PROBLEM TO WORK ON =
Check each line of the material below for the string "prepare" and reply with how many have it, nothing more.
◆ ◆ ◆ ◆
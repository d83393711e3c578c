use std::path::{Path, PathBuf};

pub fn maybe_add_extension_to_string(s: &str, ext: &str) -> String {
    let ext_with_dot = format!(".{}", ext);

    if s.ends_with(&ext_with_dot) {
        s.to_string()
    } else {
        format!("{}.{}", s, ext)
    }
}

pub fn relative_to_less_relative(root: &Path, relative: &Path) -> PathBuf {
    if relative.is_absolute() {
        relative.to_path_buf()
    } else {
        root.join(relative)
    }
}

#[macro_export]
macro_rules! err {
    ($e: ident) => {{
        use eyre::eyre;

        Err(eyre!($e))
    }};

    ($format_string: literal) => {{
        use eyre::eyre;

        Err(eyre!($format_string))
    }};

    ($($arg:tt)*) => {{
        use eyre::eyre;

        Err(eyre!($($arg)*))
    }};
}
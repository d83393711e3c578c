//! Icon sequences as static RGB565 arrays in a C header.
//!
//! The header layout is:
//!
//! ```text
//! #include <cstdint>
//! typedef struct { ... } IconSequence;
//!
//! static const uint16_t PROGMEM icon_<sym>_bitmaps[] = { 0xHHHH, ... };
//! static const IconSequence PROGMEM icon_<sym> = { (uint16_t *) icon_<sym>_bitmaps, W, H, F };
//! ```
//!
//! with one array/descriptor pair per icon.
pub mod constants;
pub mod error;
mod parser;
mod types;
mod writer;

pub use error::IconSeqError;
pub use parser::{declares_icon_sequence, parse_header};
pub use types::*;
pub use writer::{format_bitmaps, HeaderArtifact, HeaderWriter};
◆ ◆ ◆ ◆
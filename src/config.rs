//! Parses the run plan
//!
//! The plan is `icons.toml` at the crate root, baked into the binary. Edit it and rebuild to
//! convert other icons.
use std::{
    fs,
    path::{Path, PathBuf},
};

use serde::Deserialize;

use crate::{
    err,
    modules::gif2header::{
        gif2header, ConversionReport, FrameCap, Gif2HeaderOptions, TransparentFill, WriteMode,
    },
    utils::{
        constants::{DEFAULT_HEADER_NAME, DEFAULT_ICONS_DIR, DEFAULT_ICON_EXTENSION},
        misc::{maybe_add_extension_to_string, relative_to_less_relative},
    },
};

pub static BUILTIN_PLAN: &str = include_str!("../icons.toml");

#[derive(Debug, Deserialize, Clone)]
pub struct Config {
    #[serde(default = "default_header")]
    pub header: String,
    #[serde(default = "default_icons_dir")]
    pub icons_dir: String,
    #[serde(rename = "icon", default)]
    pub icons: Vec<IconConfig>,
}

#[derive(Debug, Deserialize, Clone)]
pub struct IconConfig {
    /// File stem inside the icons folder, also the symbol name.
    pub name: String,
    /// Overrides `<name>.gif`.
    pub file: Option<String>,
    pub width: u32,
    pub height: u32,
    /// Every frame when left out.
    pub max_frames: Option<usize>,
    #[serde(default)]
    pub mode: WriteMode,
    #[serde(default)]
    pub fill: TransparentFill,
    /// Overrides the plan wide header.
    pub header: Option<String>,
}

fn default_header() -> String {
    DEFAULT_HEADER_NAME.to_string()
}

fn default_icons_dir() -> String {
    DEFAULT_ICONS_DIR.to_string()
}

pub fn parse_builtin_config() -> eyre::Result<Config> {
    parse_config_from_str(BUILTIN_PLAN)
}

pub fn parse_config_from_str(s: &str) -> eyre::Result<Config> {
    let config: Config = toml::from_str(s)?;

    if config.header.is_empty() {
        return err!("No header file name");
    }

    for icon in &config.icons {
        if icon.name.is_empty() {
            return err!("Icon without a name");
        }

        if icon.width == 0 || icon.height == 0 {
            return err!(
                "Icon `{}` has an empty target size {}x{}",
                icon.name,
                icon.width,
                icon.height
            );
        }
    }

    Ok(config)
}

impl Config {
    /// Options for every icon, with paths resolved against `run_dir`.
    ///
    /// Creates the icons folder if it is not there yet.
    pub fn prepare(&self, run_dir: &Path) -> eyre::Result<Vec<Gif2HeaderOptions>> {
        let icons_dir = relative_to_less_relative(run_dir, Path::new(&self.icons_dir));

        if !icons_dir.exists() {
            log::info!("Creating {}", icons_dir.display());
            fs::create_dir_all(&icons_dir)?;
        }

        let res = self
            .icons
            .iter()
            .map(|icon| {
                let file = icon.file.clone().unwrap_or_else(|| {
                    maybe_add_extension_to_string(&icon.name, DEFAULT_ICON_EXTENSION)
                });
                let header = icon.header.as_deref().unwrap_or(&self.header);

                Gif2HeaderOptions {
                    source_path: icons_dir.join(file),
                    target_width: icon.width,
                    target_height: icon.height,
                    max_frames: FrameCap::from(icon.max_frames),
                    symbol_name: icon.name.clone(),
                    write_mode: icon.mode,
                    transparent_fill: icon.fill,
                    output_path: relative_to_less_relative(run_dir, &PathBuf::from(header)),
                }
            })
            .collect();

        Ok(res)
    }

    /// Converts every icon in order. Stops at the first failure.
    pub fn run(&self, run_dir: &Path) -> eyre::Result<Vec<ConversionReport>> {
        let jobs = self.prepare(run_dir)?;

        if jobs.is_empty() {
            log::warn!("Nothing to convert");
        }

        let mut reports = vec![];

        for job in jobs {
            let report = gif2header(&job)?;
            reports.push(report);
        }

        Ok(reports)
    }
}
◆ ◆ ◆ ◆
RESULT BELOW =
2